The remaining Navy sloop was closing steadily. "Hold fire until I say," said Blackbeard.

"Right," said Richards, who had drawn his cutlass and was slowly whirling it at arm's length in a warm-up exercise. Now that there was no hope of avoiding the encounter, most of his anxiety had disappeared. He grinned at Blackbeard. "I hope this is the closest you ever do cut it."

The giant pirate briefly squeezed Richards' shoulder. "Never this close again," he said quietly. "I promise you."

The Navy sloop was only a couple of dozen yards away now, and Blackbeard could even hear, over the knocking of the oars in the ports, grunts of effort from the rowers. He knew that the Navy captain must be considering when to discharge his own guns, and when things were a moment short of being lined up, Blackbeard called, "Fire."

Again the Adventure's starboard guns boomed, lashing small-shot like a whistling scythe across the other vessel's deck. Bodies, punched off their feet, spun away like kicked debris in a spray of splinters and blood, and the pirates cheered—but Blackbeard, standing on the Adventure's bowsprit, saw the young officer in charge hurriedly herding all his remaining ambulatory sailors belowdecks.

"Now the grenades!" Blackbeard yelled eagerly as soon as the last of the healthy Navy sailors had disappeared down the hatch.

The pirates happily got busy lighting the fuses protruding from the shot- and powder-filled bottles, and, as soon as a sputtering fire was near a bottle's neck, pitching the thing across the gap onto the Navy vessel's deck. With a staccato series of bangs the bottles exploded, flinging shot in all directions, ravaging the corpses on the deck and finishing off any Navy men who had been too badly hurt to get below.

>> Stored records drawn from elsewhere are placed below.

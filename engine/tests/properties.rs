//! Property tests over sequences of coordinator operations.

#![allow(clippy::unwrap_used)] // Tests can unwrap

mod common;

use common::Harness;
use proptest::prelude::*;
use skyslot_core::{BookingId, SeatHold};
use skyslot_testing::{FaultOp, fixtures, properties};

#[derive(Clone, Debug)]
enum Step {
    Reserve(u32),
    /// Reserve while the booking insert fails, forcing compensation.
    ReserveFailingInsert(u32),
    Cancel(usize),
    /// Cancel while every seat release fails, leaving the release to resume.
    CancelFailingRelease(usize),
    Confirm(usize),
}

fn step() -> impl Strategy<Value = Step> {
    prop_oneof![
        4 => (1_u32..=4).prop_map(Step::Reserve),
        1 => (1_u32..=4).prop_map(Step::ReserveFailingInsert),
        2 => any::<usize>().prop_map(Step::Cancel),
        1 => any::<usize>().prop_map(Step::CancelFailingRelease),
        1 => any::<usize>().prop_map(Step::Confirm),
    ]
}

fn runtime() -> tokio::runtime::Runtime {
    tokio::runtime::Builder::new_current_thread()
        .enable_all()
        .build()
        .unwrap()
}

/// Seats held by bookings whose seats were not given back.
fn held_by_bookings(h: &Harness) -> u32 {
    h.backend
        .bookings
        .all()
        .iter()
        .filter(|b| b.seat_hold != SeatHold::Released)
        .map(|b| b.passenger_count)
        .sum()
}

proptest! {
    #![proptest_config(ProptestConfig::with_cases(64))]

    #[test]
    fn seats_always_match_active_bookings(
        capacity in 1_u32..=8,
        steps in proptest::collection::vec(step(), 1..25),
    ) {
        runtime().block_on(async {
            let h = Harness::new();
            let slot = h.slot(capacity).await;
            let mut booked: Vec<BookingId> = Vec::new();

            for step in steps {
                match step {
                    Step::Reserve(n) => {
                        if let Ok(booking) = h.coordinator.reserve_booking(h.request(slot.id, n)).await {
                            booked.push(booking.id);
                        }
                    }
                    Step::ReserveFailingInsert(n) => {
                        h.faults.fail_next(FaultOp::BookingInsert, 1);
                        let result = h.coordinator.reserve_booking(h.request(slot.id, n)).await;
                        prop_assert!(result.is_err());
                        h.faults.clear();
                    }
                    Step::Cancel(i) if !booked.is_empty() => {
                        let _ = h.coordinator.cancel_booking(booked[i % booked.len()]).await;
                    }
                    Step::Confirm(i) if !booked.is_empty() => {
                        let _ = h.coordinator.confirm_booking(booked[i % booked.len()]).await;
                    }
                    Step::CancelFailingRelease(i) if !booked.is_empty() => {
                        h.faults.fail_next(FaultOp::SlotRelease, 10);
                        let _ = h.coordinator.cancel_booking(booked[i % booked.len()]).await;
                        h.faults.clear();
                    }
                    Step::Cancel(_) | Step::CancelFailingRelease(_) | Step::Confirm(_) => {}
                }

                let snapshot = h.backend.slots.snapshot(slot.id).unwrap();
                prop_assert!(snapshot.current_passengers <= snapshot.max_passengers);
                prop_assert!(snapshot.is_consistent());
                prop_assert_eq!(snapshot.current_passengers, held_by_bookings(&h));
            }
            Ok(())
        })?;
    }

    #[test]
    fn quotes_are_repeatable(
        base in properties::base_price(),
        passengers in 1_u32..=4,
        discount in properties::discount_value(),
        condition in properties::discount_condition(),
        campaign in properties::discount_value(),
        coupon in properties::discount_value(),
    ) {
        runtime().block_on(async {
            let h = Harness::new();
            let package = fixtures::package(h.operator_id, base.minor(), 4);
            h.backend.packages.add(package.clone());
            h.backend
                .catalog
                .add_discount(fixtures::discount(package.id, discount, condition));
            h.backend
                .catalog
                .add_campaign(fixtures::campaign(package.id, campaign));
            h.coupon("REPEAT", coupon);

            let first = h
                .coordinator
                .compute_price(package.id, fixtures::tuesday(), passengers, Some("repeat"))
                .await
                .unwrap();
            let second = h
                .coordinator
                .compute_price(package.id, fixtures::tuesday(), passengers, Some(" REPEAT "))
                .await
                .unwrap();

            prop_assert_eq!(&first, &second);
            prop_assert!(first.final_price <= first.subtotal);
            prop_assert!(first.final_price.minor() >= 0);
            Ok(())
        })?;
    }
}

"They're all dead, except three or four," Blackbeard yelled, drawing his cutlass. "Let's board and cut

'em to pieces!"

Boarding proved easy, for the tide was pulling the Navy sloop toward them, and Blackbeard was able to leap across the gap onto the shot-raked deck; at the same instant the hatch cover was flung back and the officer in charge of the Navy sloop, a lieutenant by his uniform, scrambled up to the deck.

Blackbeard bared his teeth in a grin so full of recognition and welcome that the lieutenant actually glanced behind himself to see what old friend the pirate-king had spied.

But behind him was nothing but a crowd of his own men scrambling up the ladder, the eighteen—of the original thirty-five—who could still wield a sword or fire a pistol. The pirates were leaping and clambering aboard right behind their chief, and the lieutenant and his men scarcely had time to draw their rapiers before the yelling pirates were upon them.

For the first few moments the deck was a chaotic riot of howling, clanging, stamping, chopping savagery, punctuated by the occasional bang of a pistol shot, as the pirates used their heavy cutlasses to hatchet through the line of Navy men and then turn back upon them again, and many of the Navy men's rapiers were broken in attempting to parry the sledgehammer blows of weapons that caused nearly as much damage striking flat as they did striking edge on. The deck was soon slippery with the blood that spouted from wrist-stumps, undone bellies and opened throats, and the air that shook with yelling and clanking was foul with the hot iron smell of fresh blood.

But the Navy men had all along been trying simply to evade the ponderous swings of the cutlasses rather than oppose their own fragile blades to them, and, after the first brutal couple of minutes, the panting, sweating pirates worked their ten-pound chunks of steel with less quickness and force, and the light rapier blades were able to dart in around the slow strokes, and puncture throats and eyes and chests. Though damaged less spectacularly, as many pirates were falling now as Navy men.

Blackbeard had wound up fighting by the mast, back to back with one of his men, but when a rapier point spun around the other pirate's descending cutlass and sprang in to transfix his heart, and he tumbled instantly limp to the deck, Blackbeard stepped away from the mast and with his left hand drew his last pistol.

The Navy lieutenant, standing in front of him, drew one of his own.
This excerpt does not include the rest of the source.